BEFORE
YOU TAKE THAT PUFF
It was about a decade ago
when after a prolonged Medical Biochemistry class I went out a bit fuzzy from
imagining the complex structures of the numerous cycles we were taught and
because I was striving to be a good student who reads daily, I needed to relax
my nerves so I could sleep before reading. Now, as you can well imagine, with
the buzzing of student activities, taking a rest that period was practically
impossible so I decided to go out, away from the densely populated student zone
to a more quiet part of the town and have some ‘relaxants.’
On that fateful day I called
up my friend and after a short argument, we arrived at a decision on the right
place to go. We went to the major part of the town where at the time one was
sure to have chilled undiluted palm wine. Getting there was easy and we
immediately ordered for a jar when we arrived.
It wasn’t long before the
jar arrived and we poured and took a sip. But something was missing from our
menu. It took a while before we got it…
A packet of cigarette.
I removed one stick and
ignited it with a lighter, puffed very hard and raised my head to release the
smoke when I saw him.
I was physically frozen for
a moment when my eyes met him, doing exactly what I was doing! You can take a
guess….
My amiable lecturer whom I loved
so much, my mentor and one of the lecturers I looked up to and hoped to be like
in the near future.
I was perplexed that he was just
so close to me from the table he sat, alone on his table, sipping his palm wine
and puffing away the smoke from his cigarette.
My friend looked at me and
he could imagine my horror. He looked around and saw the cause of my heightened
emotional state. He saw our lecturer as well. I presume his reflexes were far
much faster than mine because what he did amazed me. At that moment our
lecturer turned towards our direction and my friend immediately belied his
action by holding the cigarette between his hand and the bottle and quenching
the fire with the frost from the chilled glass.
We imagined our worst nightmare
when our lecturer beckoned on us to approach his table.

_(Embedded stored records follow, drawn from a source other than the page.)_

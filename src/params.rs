//! Literal extraction: replaces literals in a finished tree with named
//! parameter placeholders so structurally identical queries compile to
//! identical SQL.
//!
//! Identical literals (same type, same value) share one name. Null and
//! boolean literals stay inline (they shape the predicate, not the data),
//! and so do numeric literals inside arithmetic, where inlining preserves
//! the target optimizer's constant folding.

use std::collections::HashMap;

use crate::ast::command::Command;
use crate::ast::expr::{Expr, NamedValue};
use crate::ast::projector::Projection;
use crate::ast::value::{Value, ValueKey};
use crate::ast::visit::{self, Rewriter};
use crate::types::SqlType;

pub fn parameterize(projection: Projection) -> Projection {
    let mut pass = Parameterizer::default();
    let out = pass.apply(projection);
    tracing::trace!(params = pass.seen.len(), "extracted parameters");
    out
}

pub fn parameterize_command(command: Command) -> Command {
    let mut pass = Parameterizer::default();
    let out = pass.apply_command(command);
    tracing::trace!(params = pass.seen.len(), "extracted parameters");
    out
}

#[derive(Default)]
struct Parameterizer {
    seen: HashMap<(SqlType, ValueKey), String>,
}

impl Parameterizer {
    fn extract(&mut self, value: &Value) -> Option<Expr> {
        match value {
            Value::Null | Value::Bool(_) => None,
            _ => {
                let ty = value.sql_type();
                let next = format!("p{}", self.seen.len());
                let name = self
                    .seen
                    .entry((ty, value.key()))
                    .or_insert(next)
                    .clone();
                Some(Expr::Named(NamedValue {
                    name,
                    ty,
                    value: Some(value.clone()),
                }))
            }
        }
    }
}

impl Rewriter for Parameterizer {
    fn rewrite_expr(&mut self, expr: &Expr) -> Option<Expr> {
        match expr {
            Expr::Value(v) => self.extract(v),
            Expr::Binary { op, left, right } if op.is_arithmetic() => {
                let keep_inline =
                    |e: &Expr| matches!(e, Expr::Value(v) if v.is_numeric());
                let new_left = if keep_inline(left) {
                    None
                } else {
                    self.rewrite_expr(left)
                };
                let new_right = if keep_inline(right) {
                    None
                } else {
                    self.rewrite_expr(right)
                };
                if new_left.is_none() && new_right.is_none() {
                    return None;
                }
                Some(Expr::Binary {
                    op: *op,
                    left: Box::new(new_left.unwrap_or_else(|| (**left).clone())),
                    right: Box::new(new_right.unwrap_or_else(|| (**right).clone())),
                })
            }
            _ => visit::walk_expr(self, expr),
        }
    }
}

#[cfg(test)]
mod tests {
    use super::*;
    use crate::ast::expr::{BinaryOp, ColumnRef};
    use crate::ast::projector::Projector;
    use crate::ast::query::Select;
    use crate::ast::AliasGenerator;
    use crate::types::SqlType;

    fn col(alias: crate::ast::TableAlias, name: &str) -> Expr {
        Expr::Column(ColumnRef::new(alias, name, SqlType::Int))
    }

    #[test]
    fn test_identical_literals_share_a_name() {
        let mut aliases = AliasGenerator::new();
        let a = aliases.fresh();
        let mut select = Select::new(aliases.fresh());
        select.where_clause = Some(Expr::and(
            Expr::eq(col(a, "x"), Expr::value(7i64)),
            Expr::eq(col(a, "y"), Expr::value(7i64)),
        ));
        let out = parameterize(Projection::new(select, Projector::Expr(Expr::value(true))));
        let names: Vec<_> = out
            .select
            .where_clause
            .as_ref()
            .unwrap()
            .conjuncts()
            .iter()
            .filter_map(|c| match c {
                Expr::Binary { right, .. } => match right.as_ref() {
                    Expr::Named(n) => Some(n.name.clone()),
                    _ => None,
                },
                _ => None,
            })
            .collect();
        assert_eq!(names.len(), 2);
        assert_eq!(names[0], names[1]);
    }

    #[test]
    fn test_numeric_literal_in_arithmetic_stays_inline() {
        let mut aliases = AliasGenerator::new();
        let a = aliases.fresh();
        let mut select = Select::new(aliases.fresh());
        select.where_clause = Some(Expr::eq(
            Expr::binary(BinaryOp::Mul, col(a, "x"), Expr::value(2i64)),
            Expr::value(10i64),
        ));
        let out = parameterize(Projection::new(select, Projector::Expr(Expr::value(true))));
        match out.select.where_clause.as_ref().unwrap() {
            Expr::Binary { left, right, .. } => {
                match left.as_ref() {
                    Expr::Binary { right: factor, .. } => {
                        assert!(matches!(factor.as_ref(), Expr::Value(Value::Int(2))));
                    }
                    other => panic!("unexpected left {:?}", other),
                }
                assert!(matches!(right.as_ref(), Expr::Named(_)));
            }
            other => panic!("unexpected predicate {:?}", other),
        }
    }

    #[test]
    fn test_different_values_same_shape_same_names() {
        let mut aliases = AliasGenerator::new();
        let a = aliases.fresh();
        let shape = |v: i64, aliases: &mut AliasGenerator| {
            let mut select = Select::new(aliases.fresh());
            select.where_clause = Some(Expr::eq(col(a, "x"), Expr::value(v)));
            parameterize(Projection::new(select, Projector::Expr(Expr::value(true))))
        };
        let first = shape(1, &mut aliases);
        let second = shape(2, &mut aliases);
        let name = |p: &Projection| match p.select.where_clause.as_ref().unwrap() {
            Expr::Binary { right, .. } => match right.as_ref() {
                Expr::Named(n) => n.name.clone(),
                other => panic!("unexpected rhs {:?}", other),
            },
            other => panic!("unexpected predicate {:?}", other),
        };
        assert_eq!(name(&first), name(&second));
    }
}
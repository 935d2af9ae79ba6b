//! SQLite dialect.

use super::dialect::{ApplyStyle, Dialect};

pub struct Sqlite;

impl Dialect for Sqlite {
    fn name(&self) -> &'static str {
        "sqlite"
    }

    fn placeholder(&self, _ordinal: usize) -> String {
        "?".to_string()
    }

    fn positional_parameters(&self) -> bool {
        true
    }

    fn limit_offset(&self, limit: Option<&str>, offset: Option<&str>) -> String {
        match (limit, offset) {
            (Some(limit), Some(offset)) => format!(" LIMIT {} OFFSET {}", limit, offset),
            (Some(limit), None) => format!(" LIMIT {}", limit),
            (None, Some(offset)) => format!(" LIMIT -1 OFFSET {}", offset),
            (None, None) => String::new(),
        }
    }

    // No lateral joins; the decorrelation rewrites must have removed every
    // apply join or compilation fails.
    fn apply_style(&self) -> Option<ApplyStyle> {
        None
    }

    fn generated_id_expression(&self) -> &'static str {
        "last_insert_rowid()"
    }
}
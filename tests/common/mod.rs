#![allow(dead_code)]

//! Shared fixtures: the test mapping and a scripted connection double.

use std::collections::VecDeque;

use relq::ast::value::Value;
use relq::error::RelqResult;
use relq::exec::{Connection, Rows, SqlCommand};
use relq::mapping::{
    EntityDef, MappingRegistry, MemberDef, RelationshipDef, RelationshipKind,
};
use relq::types::SqlType;

/// Customers with a generated key, an eager orders collection, and a
/// deferred invoices collection over the same order rows.
pub fn mapping() -> MappingRegistry {
    MappingRegistry::new()
        .register(
            EntityDef::new("Customer", "customers")
                .member(MemberDef::new("id", "id", SqlType::Int).primary_key().generated())
                .member(MemberDef::new("name", "name", SqlType::Text))
                .member(MemberDef::new("city", "city", SqlType::Text))
                .relationship(RelationshipDef {
                    name: "orders".into(),
                    target: "Order".into(),
                    kind: RelationshipKind::Collection,
                    key_pairs: vec![("id".into(), "customer_id".into())],
                    deferred: false,
                })
                .relationship(RelationshipDef {
                    name: "invoices".into(),
                    target: "Order".into(),
                    kind: RelationshipKind::Collection,
                    key_pairs: vec![("id".into(), "customer_id".into())],
                    deferred: true,
                }),
        )
        .register(
            EntityDef::new("Order", "orders")
                .member(MemberDef::new("id", "id", SqlType::Int).primary_key())
                .member(MemberDef::new("customer_id", "customer_id", SqlType::Int))
                .member(MemberDef::new("amount", "amount", SqlType::Int)),
        )
}

/// A connection returning pre-scripted row sets, one per `query` call in
/// order, and recording every command issued.
#[derive(Default)]
pub struct ScriptedConnection {
    scripts: VecDeque<Vec<Vec<Value>>>,
    pub issued: Vec<SqlCommand>,
    pub affected: u64,
}

impl ScriptedConnection {
    pub fn new() -> Self {
        Self::default()
    }

    pub fn script(mut self, rows: Vec<Vec<Value>>) -> Self {
        self.scripts.push_back(rows);
        self
    }

    pub fn affecting(mut self, affected: u64) -> Self {
        self.affected = affected;
        self
    }
}

struct ScriptedRows {
    rows: Vec<Vec<Value>>,
    cursor: Option<usize>,
}

impl Rows for ScriptedRows {
    fn advance(&mut self) -> RelqResult<bool> {
        let next = self.cursor.map_or(0, |c| c + 1);
        self.cursor = Some(next);
        Ok(next < self.rows.len())
    }

    fn value(&self, ordinal: usize) -> RelqResult<Value> {
        let row = self
            .cursor
            .and_then(|c| self.rows.get(c))
            .expect("no current row");
        Ok(row.get(ordinal).cloned().unwrap_or(Value::Null))
    }
}

impl Connection for ScriptedConnection {
    fn query(&mut self, command: &SqlCommand) -> RelqResult<Box<dyn Rows + '_>> {
        self.issued.push(command.clone());
        let rows = self
            .scripts
            .pop_front()
            .expect("no scripted result for query");
        Ok(Box::new(ScriptedRows { rows, cursor: None }))
    }

    fn execute(&mut self, command: &SqlCommand) -> RelqResult<u64> {
        self.issued.push(command.clone());
        Ok(self.affected)
    }
}
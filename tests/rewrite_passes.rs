//! Pipeline-level properties: plan caching, parameter determinism, and
//! dialect gating.

mod common;

use std::sync::Arc;

use pretty_assertions::assert_eq;
use relq::{Postgres, Query, QueryCompiler, RelqError, Sqlite};

fn compiler(dialect: Arc<dyn relq::Dialect>) -> QueryCompiler {
    QueryCompiler::new(Arc::new(common::mapping()), dialect)
}

#[test]
fn test_plans_shared_across_literal_values() {
    let c = compiler(Arc::new(Postgres));
    let london = c
        .compile(
            &Query::entity("Customer")
                .filter(|c| c.member("city").eq("London"))
                .select(|c| c.member("name")),
        )
        .unwrap();
    let paris = c
        .compile(
            &Query::entity("Customer")
                .filter(|c| c.member("city").eq("Paris"))
                .select(|c| c.member("name")),
        )
        .unwrap();
    assert!(Arc::ptr_eq(&london, &paris));
    assert_eq!(c.cache().len(), 1);
}

#[test]
fn test_structurally_different_queries_get_distinct_plans() {
    let c = compiler(Arc::new(Postgres));
    let filtered = c
        .compile(
            &Query::entity("Customer")
                .filter(|c| c.member("city").eq("London"))
                .select(|c| c.member("name")),
        )
        .unwrap();
    let unfiltered = c
        .compile(&Query::entity("Customer").select(|c| c.member("name")))
        .unwrap();
    assert!(!Arc::ptr_eq(&filtered, &unfiltered));
    assert_eq!(c.cache().len(), 2);
}

#[test]
fn test_compilation_is_deterministic() {
    let build = || {
        compiler(Arc::new(Postgres))
            .compile(
                &Query::entity("Order")
                    .filter(|o| o.member("amount").gt(100i64).and(o.member("customer_id").eq(7i64)))
                    .select(|o| o.member("id")),
            )
            .unwrap()
    };
    let first = build();
    let second = build();
    assert_eq!(first.query.query.sql, second.query.query.sql);
    let names = |plan: &relq::QueryPlan| {
        plan.query
            .query
            .params
            .iter()
            .map(|p| p.name.clone())
            .collect::<Vec<_>>()
    };
    assert_eq!(names(&first), names(&second));
}

#[test]
fn test_identical_literals_share_one_parameter() {
    let c = compiler(Arc::new(Postgres));
    let plan = c
        .compile(
            &Query::entity("Customer")
                .filter(|cu| {
                    cu.member("name")
                        .eq("x")
                        .or(cu.member("city").eq("x"))
                })
                .select(|cu| cu.member("id")),
        )
        .unwrap();
    assert_eq!(plan.query.query.params.len(), 1);
    assert!(plan.query.query.sql.contains("$1"), "{}", plan.query.query.sql);
    assert!(!plan.query.query.sql.contains("$2"), "{}", plan.query.query.sql);
}

#[test]
fn test_reverse_flips_ordering_instead_of_rows() {
    let c = compiler(Arc::new(Postgres));
    let plan = c
        .compile(
            &Query::entity("Customer")
                .order_by(|cu| cu.member("name"))
                .select(|cu| cu.member("name"))
                .reverse(),
        )
        .unwrap();
    assert!(plan.query.query.sql.contains(" DESC"), "{}", plan.query.query.sql);
    assert!(!plan.query.query.sql.contains(" ASC"), "{}", plan.query.query.sql);
}

#[test]
fn test_last_compiles_to_reversed_first() {
    let c = compiler(Arc::new(Postgres));
    let plan = c
        .compile(
            &Query::entity("Customer")
                .order_by(|cu| cu.member("name"))
                .select(|cu| cu.member("name"))
                .last(),
        )
        .unwrap();
    assert!(plan.query.query.sql.contains(" DESC"), "{}", plan.query.query.sql);
    assert!(plan.query.query.sql.contains("LIMIT"), "{}", plan.query.query.sql);
}

#[test]
fn test_exists_renders_for_any() {
    let c = compiler(Arc::new(Postgres));
    let plan = c
        .compile(&Query::entity("Order").any_where(|o| o.member("amount").gt(0i64)))
        .unwrap();
    assert!(plan.query.query.sql.contains("EXISTS ("), "{}", plan.query.query.sql);
}

#[test]
fn test_all_renders_as_negated_exists() {
    let c = compiler(Arc::new(Postgres));
    let plan = c
        .compile(&Query::entity("Order").all(|o| o.member("amount").gt(0i64)))
        .unwrap();
    let sql = &plan.query.query.sql;
    assert!(sql.contains("NOT ("), "{}", sql);
    assert!(sql.contains("EXISTS ("), "{}", sql);
}

#[test]
fn test_unknown_member_fails_at_bind_time() {
    let c = compiler(Arc::new(Postgres));
    let err = c
        .compile(&Query::entity("Customer").select(|cu| cu.member("missing")))
        .unwrap_err();
    assert!(
        matches!(err, RelqError::UnknownMember { .. }),
        "{:?}",
        err
    );
}

#[test]
fn test_unknown_entity_fails_at_bind_time() {
    let c = compiler(Arc::new(Postgres));
    let err = c.compile(&Query::entity("Invoice")).unwrap_err();
    assert!(matches!(err, RelqError::UnknownEntity(_)), "{:?}", err);
}

#[test]
fn test_sqlite_compiles_simple_queries() {
    let c = compiler(Arc::new(Sqlite));
    let plan = c
        .compile(
            &Query::entity("Customer")
                .filter(|cu| cu.member("city").eq("London"))
                .select(|cu| cu.member("name")),
        )
        .unwrap();
    assert!(plan.query.query.sql.contains("?"), "{}", plan.query.query.sql);
}
//! Shape-keyed plan cache.
//!
//! Keys are operator-shape hashes, so two queries differing only in literal
//! values share one compiled plan. Read-mostly; the write lock is held only
//! for the insert after a miss.

use std::collections::HashMap;
use std::sync::Arc;

use parking_lot::RwLock;

use super::{CommandPlan, QueryPlan};

#[derive(Default)]
pub struct PlanCache {
    queries: RwLock<HashMap<u64, Arc<QueryPlan>>>,
    commands: RwLock<HashMap<u64, Arc<CommandPlan>>>,
}

impl PlanCache {
    pub fn new() -> Self {
        Self::default()
    }

    pub fn get(&self, shape: u64) -> Option<Arc<QueryPlan>> {
        self.queries.read().get(&shape).cloned()
    }

    pub fn insert(&self, shape: u64, plan: Arc<QueryPlan>) {
        self.queries.write().insert(shape, plan);
    }

    pub fn get_command(&self, shape: u64) -> Option<Arc<CommandPlan>> {
        self.commands.read().get(&shape).cloned()
    }

    pub fn insert_command(&self, shape: u64, plan: Arc<CommandPlan>) {
        self.commands.write().insert(shape, plan);
    }

    pub fn len(&self) -> usize {
        self.queries.read().len() + self.commands.read().len()
    }

    pub fn is_empty(&self) -> bool {
        self.len() == 0
    }

    pub fn clear(&self) {
        self.queries.write().clear();
        self.commands.write().clear();
    }
}

#[cfg(test)]
mod tests {
    use super::*;
    use crate::ast::projector::{Projection, Projector};
    use crate::ast::query::Select;
    use crate::ast::{AliasGenerator, ColumnDecl, Expr};
    use crate::format::Postgres;

    #[test]
    fn test_cache_round_trip() {
        let mut aliases = AliasGenerator::new();
        let mut select = Select::new(aliases.fresh());
        select.columns.push(ColumnDecl::new("x", Expr::value(1i64)));
        let projection = Projection::new(
            select.clone(),
            Projector::Expr(Expr::Column(crate::ast::ColumnRef::new(
                select.alias,
                "x",
                crate::types::SqlType::Int,
            ))),
        );
        let plan = Arc::new(crate::plan::compile_query(&Postgres, &projection).unwrap());

        let cache = PlanCache::new();
        assert!(cache.get(42).is_none());
        cache.insert(42, Arc::clone(&plan));
        assert_eq!(cache.len(), 1);
        let hit = cache.get(42).unwrap();
        assert_eq!(hit.query.query.sql, plan.query.query.sql);
        cache.clear();
        assert!(cache.is_empty());
    }
}
use nutriscore::{score_meal, score_wellness, GoalProfile, NutritionTotals};

#[test]
fn test_all_inputs_absent_gives_neutral_recovery() {
    let score = score_wellness(None, None, None, None);
    // 25 + 25 neutral recovery points, round(0.30 * 50) overall
    assert_eq!(score.recovery_score, 50);
    assert_eq!(score.overall_score, 15);
}

#[test]
fn test_nutrition_carries_40_percent() {
    let goals = GoalProfile::default();
    let totals = NutritionTotals {
        calories: goals.calorie_goal,
        protein_g: goals.protein_goal_g,
        carbs_g: goals.carbs_goal_g,
        fats_g: goals.fats_goal_g,
        saturated_fat_g: goals.saturated_fat_goal_g,
        fiber_g: goals.fiber_goal_g,
        sodium_mg: goals.sodium_goal_mg,
        ..Default::default()
    };
    let meal = score_meal(&totals, &goals);
    assert_eq!(meal.overall_score, 100);

    let with_meal = score_wellness(Some(&meal), None, None, None);
    let without_meal = score_wellness(None, None, None, None);
    // round(0.40 * 100 + 0.30 * 0 + 0.30 * 50) vs round(0.30 * 50)
    assert_eq!(with_meal.overall_score, 55);
    assert_eq!(without_meal.overall_score, 15);
    assert_eq!(with_meal.nutrition_score, 100);
}

#[test]
fn test_excellent_recovery_inputs() {
    let score = score_wellness(None, Some(100), Some(45.0), Some(95.0));
    assert_eq!(score.recovery_score, 100);
    // round(0.30 * 100 + 0.30 * 100) = 60
    assert_eq!(score.overall_score, 60);
}

#[test]
fn test_color_tracks_overall_bucket() {
    let low = score_wellness(None, None, None, None);
    assert_eq!(low.color, "red");

    let high = score_wellness(None, Some(100), Some(45.0), Some(95.0));
    assert_eq!(high.color, "orange");
}

#[test]
fn test_poor_recovery_inputs_floor_out() {
    let score = score_wellness(None, None, Some(95.0), Some(8.0));
    // RHR floor 5 + HRV floor 6
    assert_eq!(score.recovery_score, 11);
}

#[test]
fn test_deterministic_for_identical_inputs() {
    let a = score_wellness(None, Some(70), Some(61.5), Some(47.0));
    let b = score_wellness(None, Some(70), Some(61.5), Some(47.0));
    assert_eq!(a.overall_score, b.overall_score);
    assert_eq!(a.recovery_score, b.recovery_score);
    assert_eq!(a.summary, b.summary);
}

We thought we were
finished and we were convinced we were about to receive the greatest spanking
of our lives as we walked towards him. Any observer could imagine us as we
quivered with fear.
However, our fear was
misplaced because what he said after exchanging pleasantries with us came as a
pleasant surprise at the time and helped to calm our nerves. His question was...
“What are the advantages of
smoking?”
We thought about it for a
while as our eyes rolled round the environment. I guess he saw that we had
blacked out. We were still expecting a very long tongue lashing and chastisement
on how we were dullards as we couldn’t answer his question when he told us to
go get our glasses and join him in his table.
The lecture that day wasn’t so
long but it stuck to my head as though it was impressed with glue.
He took us through the
anatomy, physiology and biochemistry of the grey matter and the white matter of
the brain (which I wouldn’t like to bore you here with) and ended with this
conclusion: “Smoking enhances retentive memory.”
Your guess is as good as
mine as to our reaction to his lecture. We increased the frequency with which
we smoked.
BUT HE LIED… or should I say….
He did not tell us the whole truth. However, that also qualifies as telling us
a lie. Our amiable lecturer and mentor never told us the other side of the
story as per the side effects and adverse effects of smoking.
Have you ever wondered why
so many medical students and medical personnel indulge in smoking? The reason
stated above is one of them.
I started smoking at a
pretty young age, no thanks to our secondary school guidance and counselor whose
advice made us to re-enforce the bad behavior we had learnt in secret when we
asked him about smoking the day we caught him indulging in the act. But the frequency
increased when I lost my crush. The day she came to tell me she was travelling
outside the country for her university education. I was emotionally devastated…
but I came to realize that as I dragged in and puffed out the smoke, I was
receiving emotional release… I was feeling better.
I hold myself responsible
for that.
Now with all these good
feeling of being “high” and taking back my emotional control and the added
advantage of having a good retentive memory, why is it that smoking is
discouraged?
How would you describe a
person who will see a poison and deliberately take it in?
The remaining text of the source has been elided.